Gül, Erdoğan, Şener ve o koltuk!..
İngiltere üzerinden yürüyen bir kayıkçı kavgası gündemi bir hayli meşgul ediyor;
Kim kimi Başbakan, kim kimi Bakan yapmış...
AKP Genel Başkanı R. Erdoğan, önce, İngiliz kamu yayın kuruluşu BBC'deki Hard Talk programına konuştu. Nereden akıllarına geldiyse AKP kurucularından Abdüllatif Şener'i sordular Erdoğan'a!.. O da cevabı yapıştırdı;
"Bana öyle bir referans gösterin ki gösterdiğiniz bu referansı biz adam yerine koyalım. Bu referansın siyasette kıymeti harbiyesi yok. Partimizden ayrıldıktan sonra parti kurdu sıfırlandı, başkalarına yanaştı sıfırlandı. Yatıyor kalkıyor, şu anda Türkiye'nin 11.5 yıl Başbakanlığını yapmış, 4 yıl Cumhurbaşkanlığını yapmış Tayyip Erdoğan'a ileri geri konuşmak suretiyle oradan rant elde etmeye çalışıyor."
Abdüllatif Şener altta kalır mı?.. Şener, Halk TV'de katıldığı programda "Ben onu milletvekili yaptım, başbakan yaptım, bunu da itiraf ediyorum" dedi.
Şener, Erdoğan için şunları söylemekten de hiç çekinmedi;
"O bana siyasi hayatım boyunca hiçbir unvan kazandırmamıştır.
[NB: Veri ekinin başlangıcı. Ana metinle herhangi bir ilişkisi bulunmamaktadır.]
//! Retry policy for provider requests.
//!
//! Transient failures (connection errors, timeouts, 5xx, 429) are retried with
//! exponential backoff up to `max_attempts`. Anything else fails immediately.
//! Exhausting the budget surfaces as `DataError::ProviderUnavailable`.

use super::provider::DataError;
use serde::{Deserialize, Serialize};
use std::time::Duration;

/// How many times to try a provider request and how long to wait in between.
#[derive(Debug, Clone, Copy, PartialEq, Eq, Serialize, Deserialize)]
#[serde(default)]
pub struct RetryPolicy {
    /// Total attempts, including the first one. Zero is treated as one.
    pub max_attempts: u32,
    /// Delay before the second attempt, in milliseconds.
    pub base_delay_ms: u64,
    /// Backoff factor applied to the delay after every failed attempt.
    pub multiplier: u32,
}

impl Default for RetryPolicy {
    fn default() -> Self {
        Self {
            max_attempts: 5,
            base_delay_ms: 500,
            multiplier: 2,
        }
    }
}

impl RetryPolicy {
    /// Single attempt, no waiting.
    pub fn none() -> Self {
        Self {
            max_attempts: 1,
            base_delay_ms: 0,
            multiplier: 1,
        }
    }

    /// Effective number of attempts.
    pub fn attempts(&self) -> u32 {
        self.max_attempts.max(1)
    }

    /// Delay after the `failures`-th failed attempt (1-based).
    pub fn delay_after(&self, failures: u32) -> Duration {
        let factor = self.multiplier.saturating_pow(failures.saturating_sub(1));
        Duration::from_millis(self.base_delay_ms.saturating_mul(u64::from(factor)))
    }

    /// Run `op` until it succeeds, fails permanently, or the budget runs out.
    ///
    /// `op` receives the 1-based attempt number.
    pub fn run<T>(
        &self,
        mut op: impl FnMut(u32) -> Result<T, DataError>,
    ) -> Result<T, DataError> {
        let attempts = self.attempts();
        let mut last_error: Option<DataError> = None;

        for attempt in 1..=attempts {
            if attempt > 1 {
                std::thread::sleep(self.delay_after(attempt - 1));
            }

            match op(attempt) {
                Ok(value) => return Ok(value),
                Err(e) if e.is_transient() => {
                    tracing::debug!(attempt, attempts, error = %e, "transient provider failure");
                    last_error = Some(e);
                }
                Err(e) => return Err(e),
            }
        }

        Err(DataError::ProviderUnavailable {
            attempts,
            reason: last_error
                .map(|e| e.to_string())
                .unwrap_or_else(|| "no attempt made".into()),
        })
    }
}

#[cfg(test)]
mod tests {
    use super::*;
    use std::cell::Cell;

    fn instant(max_attempts: u32) -> RetryPolicy {
        RetryPolicy {
            max_attempts,
            base_delay_ms: 0,
            multiplier: 2,
        }
    }

    #[test]
    fn default_budget_is_five_attempts() {
        assert_eq!(RetryPolicy::default().attempts(), 5);
    }

    #[test]
    fn backoff_doubles() {
        let policy = RetryPolicy::default();
        assert_eq!(policy.delay_after(1), Duration::from_millis(500));
        assert_eq!(policy.delay_after(2), Duration::from_millis(1000));
        assert_eq!(policy.delay_after(4), Duration::from_millis(4000));
    }

    #[test]
    fn succeeds_after_transient_failures() {
        let calls = Cell::new(0);
        let result = instant(5).run(|attempt| {
            calls.set(attempt);
            if attempt < 3 {
                Err(DataError::NetworkUnreachable("reset".into()))
            } else {
                Ok(attempt)
            }
        });
        assert_eq!(result.unwrap(), 3);
        assert_eq!(calls.get(), 3);
    }

    #[test]
    fn exhaustion_reports_unavailable() {
        let calls = Cell::new(0);
        let result: Result<(), _> = instant(5).run(|_| {
            calls.set(calls.get() + 1);
            Err(DataError::ServerError { status: 503 })
        });
        assert_eq!(calls.get(), 5);
        match result {
            Err(DataError::ProviderUnavailable { attempts, reason }) => {
                assert_eq!(attempts, 5);
                assert!(reason.contains("503"));
            }
            other => panic!("expected ProviderUnavailable, got {other:?}"),
        }
    }

    #[test]
    fn permanent_error_is_not_retried() {
        let calls = Cell::new(0);
        let result: Result<(), _> = instant(5).run(|_| {
            calls.set(calls.get() + 1);
            Err(DataError::ResponseFormatChanged("html page".into()))
        });
        assert_eq!(calls.get(), 1);
        assert!(matches!(result, Err(DataError::ResponseFormatChanged(_))));
    }

    #[test]
    fn none_policy_tries_once() {
        let calls = Cell::new(0);
        let _: Result<(), _> = RetryPolicy::none().run(|_| {
            calls.set(calls.get() + 1);
            Err(DataError::NetworkUnreachable("down".into()))
        });
        assert_eq!(calls.get(), 1);
    }
}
O daha milletvekili olmadan önce ben 11 yıllık milletvekiliydim. Bakanlık, Başbakan Yardımcılığı yaptım, o ondan sonra gelip milletvekili oldu. Onun AK Parti Genel Başkanı oluşunda da, milletvekili ve başbakan oluşunda da benim desteğim vardır. Benim desteğimle bugünkü yerine gelmiştir. Bunu da bir itiraf olarak söyleyeyim. Benimle ilgili şeyler söylerken biraz minnet duygusu içerisinde olması lazım. Onun bana verdiği hiçbir şey olmamıştır ama benim ona verdiğim şeyler olmuştur."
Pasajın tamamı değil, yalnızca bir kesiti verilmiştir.